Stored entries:
^^^^^^^^

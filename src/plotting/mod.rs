//! plotting — styled figures for analysis results.
//!
//! Purpose
//! -------
//! Turn correlation functions, density histograms and thermo tables into
//! publication-sized figures with a consistent look, rendered through
//! `plotters`.
//!
//! Key behaviors
//! -------------
//! - [`PlotStyle`] is the explicit styling state (theme, palette, figure
//!   size, output folder, minor-grid colour) handed to every call.
//! - [`plot_all`] draws named curves on one set of axes and
//!   [`plot_diffusion`] is its D(T) preset; [`plot_density`] and
//!   [`plot_densities`] draw time × position heat maps; [`plot_thermo`]
//!   lays out one panel per thermo quantity.
//! - Every call returns a [`Figure`] with the SVG document and, when saving
//!   was requested with a filename, the path written.
//!
//! Invariants & assumptions
//! ------------------------
//! - Saved files land at `<output_folder>/<filename>.<ext>` with pixel size
//!   `figure_size · dpi`, `dpi = max(4096 / w, 2160 / h)`.
//! - PNG text needs a `plotters` font backend; enable this crate's `ttf`
//!   feature for it. SVG output carries text without it.
//!
//! Testing notes
//! -------------
//! - Layout and colour logic ([`thermo_layout`], [`density::cell_color`],
//!   [`style::dpi_for`]) are tested directly; rendering tests check the SVG
//!   text and the saved file.

pub mod density;
pub mod errors;
pub mod figure;
pub mod style;
pub mod thermo;

// ---- Re-exports (primary public surface) ----------------------------------

pub use self::density::{DensityPlot, plot_densities, plot_density};
pub use self::errors::{PlotError, PlotResult};
pub use self::figure::{Figure, LinePlot, PostProcess, Series, plot_all, plot_diffusion};
pub use self::style::{
    DEFAULT_FIGURE_SIZE, DEFAULT_OUTPUT_FOLDER, ImageFormat, Palette, PlotStyle, Rgb, StyleName,
};
pub use self::thermo::{PanelSlot, ThermoPlot, plot_thermo, thermo_layout};

// ---- Optional convenience prelude for downstream crates -------------------

pub mod prelude {
    pub use super::density::{DensityPlot, plot_density};
    pub use super::errors::{PlotError, PlotResult};
    pub use super::figure::{LinePlot, PostProcess, Series, plot_all};
    pub use super::style::{ImageFormat, PlotStyle, StyleName};
    pub use super::thermo::{ThermoPlot, plot_thermo};
}
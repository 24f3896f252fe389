//! analysis::orientation — Legendre orientational correlation functions.
//!
//! Computes `C_ℓ(τ) = ⟨P_ℓ(u(t₀) · u(t₀ + τ))⟩` for unit vectors `u` (bond
//! or dipole directions) with every frame used as a time origin. Orders 1
//! and 2 are implemented; anything else is rejected when the order is
//! parsed.
use crate::{
    analysis::errors::AnalysisResult,
    correlation::{
        Contribution, Correlation, CorrelationOptions, LegendreOrder, OriginPolicy, TimeSeries,
        correlate,
    },
};
use ndarray::Array3;

/// Orientational correlation of `[n_frames, n_vectors, 3]` directions.
///
/// Parameters
/// ----------
/// - `vectors`: `Array3<f64>`
///   Directions per frame; callers normalize them to unit length.
/// - `dt`: `f64`
///   Frame spacing.
/// - `order`: [`LegendreOrder`]
/// - `upper`: `Option<f64>`
///   Largest lag time. The window includes the lag at `upper` itself, so
///   `⌊upper / dt⌋ + 1` points are returned (fewer if the series is
///   shorter).
/// - `normalize`: `bool`
///   Divide by the lag-0 value.
///
/// Returns
/// -------
/// The entity-averaged correlation.
pub fn orientational_correlation(
    vectors: Array3<f64>, dt: f64, order: LegendreOrder, upper: Option<f64>, normalize: bool,
) -> AnalysisResult<Correlation> {
    let series = TimeSeries::from_vectors(vectors, dt)?;
    let opts = CorrelationOptions {
        origins: OriginPolicy::Count(series.n_frames()),
        upper: upper.map(|u| u + dt),
        average: true,
        normalize_lag0: normalize,
        ..CorrelationOptions::default()
    };
    Ok(correlate(&series, Contribution::LegendreDot(order), &opts)?)
}

#[cfg(test)]
mod tests {
    use super::*;
    use approx::assert_relative_eq;

    // Unit vector rotating in the xy-plane by `omega` radians per frame.
    fn rotor(n_frames: usize, omega: f64) -> Array3<f64> {
        Array3::from_shape_fn((n_frames, 1, 3), |(t, _, c)| match c {
            0 => (omega * t as f64).cos(),
            1 => (omega * t as f64).sin(),
            _ => 0.0,
        })
    }

    #[test]
    // Purpose
    // -------
    // For uniform rotation the dot product at lag k is cos(kω), so
    // P₁ = cos(kω) and P₂ = (3cos²(kω) − 1)/2 at every lag.
    fn uniform_rotation_matches_closed_form() {
        // Arrange
        let omega = 0.1;
        let vectors = rotor(50, omega);

        // Act
        let p1 = orientational_correlation(vectors.clone(), 1.0, LegendreOrder::First, None, false)
            .unwrap();
        let p2 =
            orientational_correlation(vectors, 1.0, LegendreOrder::Second, Some(10.0), false)
                .unwrap();

        // Assert
        assert_eq!(p2.n_points(), 11);
        for (k, v) in p1.averaged().iter().enumerate() {
            assert_relative_eq!(*v, (omega * k as f64).cos(), epsilon = 1e-12);
        }
        for (k, v) in p2.averaged().iter().enumerate() {
            let x = (omega * k as f64).cos();
            assert_relative_eq!(*v, 0.5 * (3.0 * x * x - 1.0), epsilon = 1e-12);
        }
    }

    #[test]
    fn normalized_correlation_starts_at_one() {
        let mut vectors = rotor(20, 0.3);
        vectors.mapv_inplace(|v| 0.5 * v);
        let c = orientational_correlation(vectors, 0.1, LegendreOrder::First, None, true).unwrap();
        assert_relative_eq!(c.averaged()[0], 1.0, epsilon = 1e-12);
    }
}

^^^^^^^^

■ **Aim of the exercise**: If the word "DensityPlot" is on a line above, return that line.

■ **Completed exercise**:
pub use self::density::{DensityPlot, plot_densities, plot_density};
    pub use super::density::{DensityPlot, plot_density};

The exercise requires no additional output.